# [SOLVED] CDRW Cleaning kit



## Lurker1 (Jan 30, 2001)

It looks like my CDRW is on its way out. I have heard about cleaning kits for the lens. Has any one here used one? How well did it work?


----------



## Dark Star (Jun 8, 2001)

Lurker1

Man that POs me whenever I type up a nice reply and get a couple of links together to include with it and then try to get one more link to add in by using the Back button (only one browser open) only to get here and find a blank box.........GRRRRRRR!!!!!!!!!!!

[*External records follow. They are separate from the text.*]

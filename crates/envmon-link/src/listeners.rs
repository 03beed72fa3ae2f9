//! Listener registry.
//!
//! Listeners are invoked synchronously, in registration order, once per
//! registration (the same `Arc` registered twice is called twice). A panic
//! in one listener is caught and logged; the rest still run.

use std::panic::{AssertUnwindSafe, catch_unwind};
use std::sync::{Arc, Weak};

use parking_lot::RwLock;
use tracing::{debug, error};

use crate::event::ConnectionEvent;

/// Callback receiving every [`ConnectionEvent`].
pub type Listener = Arc<dyn Fn(&ConnectionEvent) + Send + Sync>;

/// Ordered set of listeners; identity is the `Arc` allocation.
#[derive(Default)]
pub struct ListenerRegistry {
    listeners: RwLock<Vec<Listener>>,
}

/// Outcome of one dispatch.
#[derive(Clone, Copy, Debug, Default, PartialEq, Eq)]
pub struct DispatchReport {
    /// Listeners that returned normally.
    pub delivered: usize,
    /// Listeners that panicked.
    pub panicked: usize,
}

impl ListenerRegistry {
    /// Empty registry.
    pub fn new() -> Self {
        Self::default()
    }

    /// Append a listener.
    pub fn add(&self, listener: Listener) {
        self.listeners.write().push(listener);
    }

    /// Remove every registration of `listener`. Returns how many were removed.
    pub fn remove(&self, listener: &Listener) -> usize {
        let mut listeners = self.listeners.write();
        let before = listeners.len();
        listeners.retain(|existing| !same_listener(existing, listener));
        before - listeners.len()
    }

    /// Number of registrations.
    pub fn len(&self) -> usize {
        self.listeners.read().len()
    }

    /// Whether nothing is registered.
    pub fn is_empty(&self) -> bool {
        self.listeners.read().is_empty()
    }

    /// Call every listener with `event`.
    ///
    /// Works on a snapshot, so listeners may add or remove listeners while
    /// being called; changes apply from the next dispatch.
    pub fn dispatch(&self, event: &ConnectionEvent) -> DispatchReport {
        let snapshot: Vec<Listener> = self.listeners.read().clone();
        let mut report = DispatchReport::default();

        for (index, listener) in snapshot.iter().enumerate() {
            match catch_unwind(AssertUnwindSafe(|| listener(event))) {
                Ok(()) => report.delivered += 1,
                Err(panic) => {
                    report.panicked += 1;
                    error!(
                        listener = index,
                        panic = panic_message(panic.as_ref()),
                        "listener panicked"
                    );
                }
            }
        }
        report
    }
}

fn same_listener(a: &Listener, b: &Listener) -> bool {
    std::ptr::addr_eq(Arc::as_ptr(a), Arc::as_ptr(b))
}

fn panic_message(panic: &(dyn std::any::Any + Send)) -> &str {
    if let Some(message) = panic.downcast_ref::<&'static str>() {
        message
    } else if let Some(message) = panic.downcast_ref::<String>() {
        message.as_str()
    } else {
        "non-string panic payload"
    }
}

/// Handle returned by `add_listener`; `remove()` unregisters that listener.
///
/// Dropping the handle does not unregister.
pub struct ListenerRemover {
    registry: Weak<ListenerRegistry>,
    listener: Listener,
}

impl ListenerRemover {
    pub(crate) fn new(registry: &Arc<ListenerRegistry>, listener: Listener) -> Self {
        Self {
            registry: Arc::downgrade(registry),
            listener,
        }
    }

    /// Unregister the listener. Idempotent.
    pub fn remove(&self) {
        if let Some(registry) = self.registry.upgrade() {
            let removed = registry.remove(&self.listener);
            debug!(removed, "listener removed");
        }
    }
}

#[cfg(test)]
mod tests {
    use std::sync::atomic::{AtomicUsize, Ordering};

    use parking_lot::Mutex;
    use serde_json::json;
    use tracing::Level;

    use super::*;

    fn counter() -> (Listener, Arc<AtomicUsize>) {
        let hits = Arc::new(AtomicUsize::new(0));
        let seen = Arc::clone(&hits);
        let listener: Listener = Arc::new(move |_event: &ConnectionEvent| {
            let _ = seen.fetch_add(1, Ordering::SeqCst);
        });
        (listener, hits)
    }

    fn explode(_event: &ConnectionEvent) {
        panic!("listener exploded");
    }

    fn telemetry() -> ConnectionEvent {
        ConnectionEvent::Telemetry(json!({"temperature": 20.0}))
    }

    #[test]
    fn dispatch_in_registration_order() {
        let registry = ListenerRegistry::new();
        let order = Arc::new(Mutex::new(Vec::new()));
        for name in ["first", "second", "third"] {
            let order = Arc::clone(&order);
            registry.add(Arc::new(move |_event: &ConnectionEvent| order.lock().push(name)));
        }

        let report = registry.dispatch(&telemetry());
        assert_eq!(report.delivered, 3);
        assert_eq!(*order.lock(), vec!["first", "second", "third"]);
    }

    #[test]
    fn duplicate_registration_called_twice() {
        let registry = ListenerRegistry::new();
        let (listener, hits) = counter();
        registry.add(Arc::clone(&listener));
        registry.add(Arc::clone(&listener));

        let _ = registry.dispatch(&telemetry());
        assert_eq!(hits.load(Ordering::SeqCst), 2);
    }

    #[test]
    fn remove_by_reference_is_idempotent() {
        let registry = ListenerRegistry::new();
        let (kept, kept_hits) = counter();
        let (removed, removed_hits) = counter();
        registry.add(Arc::clone(&kept));
        registry.add(Arc::clone(&removed));

        assert_eq!(registry.remove(&removed), 1);
        assert_eq!(registry.remove(&removed), 0);
        assert_eq!(registry.len(), 1);

        let _ = registry.dispatch(&telemetry());
        assert_eq!(kept_hits.load(Ordering::SeqCst), 1);
        assert_eq!(removed_hits.load(Ordering::SeqCst), 0);
    }

    #[test]
    fn equal_closures_are_distinct_listeners() {
        let registry = ListenerRegistry::new();
        let a: Listener = Arc::new(|_event: &ConnectionEvent| {});
        let b: Listener = Arc::new(|_event: &ConnectionEvent| {});
        registry.add(Arc::clone(&a));
        registry.add(b);

        assert_eq!(registry.remove(&a), 1);
        assert_eq!(registry.len(), 1);
    }

    #[test]
    fn panicking_listener_is_isolated() {
        let (logs, _guard) = envmon_core::logging::capture_logs();
        let registry = ListenerRegistry::new();
        registry.add(Arc::new(explode));
        let (listener, hits) = counter();
        registry.add(listener);

        let report = registry.dispatch(&telemetry());
        assert_eq!(report, DispatchReport { delivered: 1, panicked: 1 });
        assert_eq!(hits.load(Ordering::SeqCst), 1);

        let report = registry.dispatch(&telemetry());
        assert_eq!(report.delivered, 1);
        assert_eq!(hits.load(Ordering::SeqCst), 2);

        assert!(logs.has_event(Level::ERROR, "listener panicked"));
        assert_eq!(
            logs.events()[0].field("panic"),
            Some("listener exploded")
        );
    }

    #[test]
    fn remover_handle() {
        let registry = Arc::new(ListenerRegistry::new());
        let (listener, hits) = counter();
        registry.add(Arc::clone(&listener));
        let remover = ListenerRemover::new(&registry, listener);

        remover.remove();
        remover.remove();
        assert!(registry.is_empty());

        let _ = registry.dispatch(&telemetry());
        assert_eq!(hits.load(Ordering::SeqCst), 0);
    }

    #[test]
    fn listener_may_modify_registry_during_dispatch() {
        let registry = Arc::new(ListenerRegistry::new());
        let inner = Arc::clone(&registry);
        registry.add(Arc::new(move |_event: &ConnectionEvent| {
            inner.add(Arc::new(|_event: &ConnectionEvent| {}));
        }));

        let report = registry.dispatch(&telemetry());
        assert_eq!(report.delivered, 1);
        assert_eq!(registry.len(), 2);
    }
}
//! Settings error types.

use thiserror::Error;

/// Errors raised while loading or validating settings.
#[derive(Debug, Error)]
pub enum SettingsError {
    /// Failed to read the settings file from disk.
    #[error("failed to read settings file: {0}")]
    Io(#[from] std::io::Error),
    /// The settings file is not valid JSON or does not fit the schema.
    #[error("failed to parse settings JSON: {0}")]
    Json(#[from] serde_json::Error),
    /// A value is out of range or malformed.
    #[error("invalid settings value: {0}")]
    InvalidValue(String),
}

/// Result type for settings operations.
pub type Result<T> = std::result::Result<T, SettingsError>;
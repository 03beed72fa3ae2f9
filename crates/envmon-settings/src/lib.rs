//! # envmon-settings
//!
//! Configuration for the envmon workspace, loaded from three layers (in
//! priority order):
//! 1. **Compiled defaults**: [`EnvmonSettings::default()`]
//! 2. **User file**: `~/.envmon/settings.json` (deep-merged over defaults)
//! 3. **Environment variables**: `ENVMON_*` overrides (highest priority)

#![deny(unsafe_code)]

pub mod errors;
pub mod loader;
pub mod types;

pub use errors::{Result, SettingsError};
pub use loader::{
    apply_env_overrides, apply_overrides_from, deep_merge, envmon_home, load_settings,
    load_settings_from_path, settings_path,
};
pub use types::{EnvmonSettings, LinkSettings, LoggingSettings, SessionSettings};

Here is the short and the long of it Mr Google sez "CDRW Lens Cleaning" search found opinions from it's not good to it's great.

I'd suggest you search here:

http://www.epinions.com/cmd-review-58AA-D34C61B-382CAAB1-bd1

......and let us know what you find.

DS


----------



## Lurker1 (Jan 30, 2001)

Hi Dark Star

There dosn't seem to be any reviews on a cleaning kit there. On TSG I found one guy who said it worked for him and another who just used windex and a cotton swab to clean the lens? I might buy one just to see if it helps (or get out the windex)


----------



## Dark Star (Jun 8, 2001)

Lurker1,

IMO, I'd say buy one they seem to be inexpensive I did find one thing in MR Google that said you can do more harm than good with the 'ol Q-tip and windex......

Good luck, and have a Happy New Year.

DS


----------



## n2gun (Mar 3, 2000)

If you decide to use the Q-tip, rather than windex, i would suggest denatured alcohol. It does not leave a residue and evaporates quite rapidly. I have done it with good results.


----------



## bigh47 (Dec 8, 2001)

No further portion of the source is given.